Фиалка легла справа от трона, положив морду на лапы, взирая на «народных избранников» спокойно, равнодушно — поскольку пока не получила мысленного приказа Яны оторвать кому-то голову — каковой приказ выполнила бы моментально и качественно.
И началось шоу…
Взошедший на трибуну из темно-коричневых досок сильванского бука Глава словоблудием, как и в жизни, не увлекался: короткое приветствие, надежда на то, что Агора и в этот раз проявит высшую государственную мудрость, здравомыслие и заботы о благе Империи, на трибуну приглашается первый оратор из числа тех, что записались заранее (реплики с мест и чьи бы то ни было попытки потребовать слова до того, как выговорятся все ораторы из списка, не допускались).
И понеслось…
Канцлер, сутки перед Агорой не спавший ни минуты, говоривший все это время с теми, кого смело можно было считать сторонником «партии власти», поступил, на взгляд Сварога, совершенно правильно: решил сначала дать высказаться исключительно оппонентам, а уж потом в игру вступят сторонники и постараются разделать под орех услышанные идеи и предложения…

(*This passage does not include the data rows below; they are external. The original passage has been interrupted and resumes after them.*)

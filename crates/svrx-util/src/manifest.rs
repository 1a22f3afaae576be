//! Package manifest (package.json)
//!
//! Only the fields the resolver reads are modelled; everything else in the
//! descriptor is ignored. Those fields are read leniently: a value of an
//! unexpected shape is treated as absent instead of failing the whole
//! descriptor.

use std::fs;
use std::path::Path;

use serde::de::DeserializeOwned;
use serde::{Deserialize, Deserializer, Serialize};
use serde_json::Value;

use crate::error::{Result, SvrxError};

pub const MANIFEST_FILE: &str = "package.json";

/// Name prefix every svrx plugin package carries
pub const PLUGIN_PREFIX: &str = "svrx-plugin-";

/// Registry package name of a plugin
pub fn plugin_package_name(plugin: &str) -> String {
    format!("{}{}", PLUGIN_PREFIX, plugin)
}

/// Parsed package.json
#[derive(Debug, Clone, Default, PartialEq, Eq, Serialize, Deserialize)]
pub struct PackageManifest {
    /// Package name
    #[serde(default, deserialize_with = "lenient")]
    pub name: Option<String>,
    /// Version
    #[serde(default, deserialize_with = "lenient")]
    pub version: Option<String>,
    /// Engine constraints (`engines.svrx` holds the core range)
    #[serde(default, deserialize_with = "lenient_engines")]
    pub engines: Option<Engines>,
    /// Top-level core range: a plain range or `{ "engines": "<range>" }`
    #[serde(default, deserialize_with = "lenient_svrx")]
    pub svrx: Option<String>,
}

/// `engines` block
#[derive(Debug, Clone, Default, PartialEq, Eq, Serialize, Deserialize)]
pub struct Engines {
    #[serde(default, deserialize_with = "lenient")]
    pub svrx: Option<String>,
}

impl PackageManifest {
    /// Core-version range this package declares compatibility with
    pub fn core_range(&self) -> Option<&str> {
        self.engines
            .as_ref()
            .and_then(|e| e.svrx.as_deref())
            .or(self.svrx.as_deref())
    }

    /// Whether the name follows the `svrx-plugin-<plugin>` convention
    pub fn is_plugin(&self, plugin: &str) -> bool {
        self.name.as_deref() == Some(plugin_package_name(plugin).as_str())
    }
}

/// Deserialize into `T`, or `None` when the value has another shape
pub(crate) fn lenient<'de, D, T>(deserializer: D) -> std::result::Result<Option<T>, D::Error>
where
    D: Deserializer<'de>,
    T: DeserializeOwned,
{
    let value = Value::deserialize(deserializer)?;
    if value.is_null() {
        return Ok(None);
    }

    match serde_json::from_value(value.clone()) {
        Ok(parsed) => Ok(Some(parsed)),
        Err(e) => {
            tracing::debug!(%value, error = %e, "ignoring malformed package metadata");
            Ok(None)
        }
    }
}

// Legacy manifests carry `"engines": ["node >= 0.4"]`, which declares no
// svrx range at all
fn lenient_engines<'de, D>(deserializer: D) -> std::result::Result<Option<Engines>, D::Error>
where
    D: Deserializer<'de>,
{
    let value = Value::deserialize(deserializer)?;
    match value {
        Value::Object(map) => Ok(Some(Engines {
            svrx: map.get("svrx").and_then(range_from_value),
        })),
        Value::Null => Ok(None),
        other => {
            tracing::debug!(value = %other, "ignoring non-object engines field");
            Ok(None)
        }
    }
}

fn lenient_svrx<'de, D>(deserializer: D) -> std::result::Result<Option<String>, D::Error>
where
    D: Deserializer<'de>,
{
    let value = Value::deserialize(deserializer)?;
    Ok(match &value {
        Value::Object(map) => map.get("engines").and_then(range_from_value),
        other => range_from_value(other),
    })
}

fn range_from_value(value: &Value) -> Option<String> {
    match value {
        Value::String(range) => Some(range.clone()),
        Value::Null => None,
        other => {
            tracing::debug!(value = %other, "ignoring non-string svrx range");
            None
        }
    }
}

/// Read package.json from a package directory.
///
/// A missing descriptor is `ManifestMissing`; `package` names the package
/// the caller expected to find there.
pub fn read_manifest(dir: &Path, package: &str) -> Result<PackageManifest> {
    let path = dir.join(MANIFEST_FILE);

    if !path.is_file() {
        return Err(SvrxError::ManifestMissing {
            package: package.to_string(),
            path: dir.to_path_buf(),
        });
    }

    let content = fs::read_to_string(&path)?;
    let manifest: PackageManifest = serde_json::from_str(&content)?;

    Ok(manifest)
}

/// Read package.json, treating any failure as absence
pub fn try_read_manifest(dir: &Path) -> Option<PackageManifest> {
    let content = fs::read_to_string(dir.join(MANIFEST_FILE)).ok()?;
    serde_json::from_str(&content).ok()
}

Косяком пошли те претензии, о которых они уже знали по, выражаясь казенно, оперативным материалам. Крайняя эмоциональность тут не приветствовалась — но кое-какие проявления эмоций все же допускались. И они последовали в немалом количестве. Не задевая императрицу прямо (сие не допускалось), сменявшие друг друга оппозиционеры витийствовали вовсю, в рамках разрешенной им вольности речей протестуя против многих вопиющих нарушений старых традиций — тех, кто, оставив маноры, обосновался на земле, недопустимого повышения технического уровня обитателей земли, роспуска Тайного Совета и Палаты Ларов, словом, всего, о чем канцлер со Сварогом звали заранее. Новых обвинений как-то не прозвучало.
Добрая половина выступавших открытым текстом обрушивалась на Сварога — то, что он пользовался на земле имперской техникой и даже доверил ее образцы некоторым из тамошних подданных (прознали, сволочи. Что ж, не было законной возможности запретить им держать на земле своих агентов и использовать средства наблюдения). За то, что он нисколечко не препятствовал ларам устраиваться на земле — наоборот, всячески способствовал. За то, что он принял земные короны, в том числе хелльстадскую. Ну, и за все прочее, нарушавшее древние традиции. Едва ли не каждый оратор (кто спокойно, кто вплотную подойдя к предписанным рамкам выражениям эмоций) пугал присутствующих Новой Вьюгой — которая при таком положении дел непременно разразится и, вполне возможно, в отличие от предыдущей, затронет и ларов (некоторые в подтверждение ссылались на мнение «авторитетных ученых из Магистериума»). Словом, атака была массированная и проработанная в деталях.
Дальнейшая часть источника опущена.